═════ DATA EXTRACT

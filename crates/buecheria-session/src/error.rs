//! Error types for the session layer.

use buecheria_store::StoreError;

/// Errors that can occur while reading or writing the session.
#[derive(Debug, thiserror::Error)]
pub enum SessionError {
    /// The underlying store failed.
    #[error(transparent)]
    Store(#[from] StoreError),

    /// A token is stored but one of the identity fields is missing.
    /// The `&'static str` names the missing key.
    #[error("stored session is missing {0}")]
    Incomplete(&'static str),

    /// A role string that is neither `Member` nor `Admin`.
    #[error("unknown role: {0:?}")]
    InvalidRole(String),
}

══════════

# [WHAT THE EXERCISE ASKS]
Find the lines above that contain the word "static" and collect them.

# [ANSWER BELOW]
    /// The `&'static str` names the missing key.
    Incomplete(&'static str),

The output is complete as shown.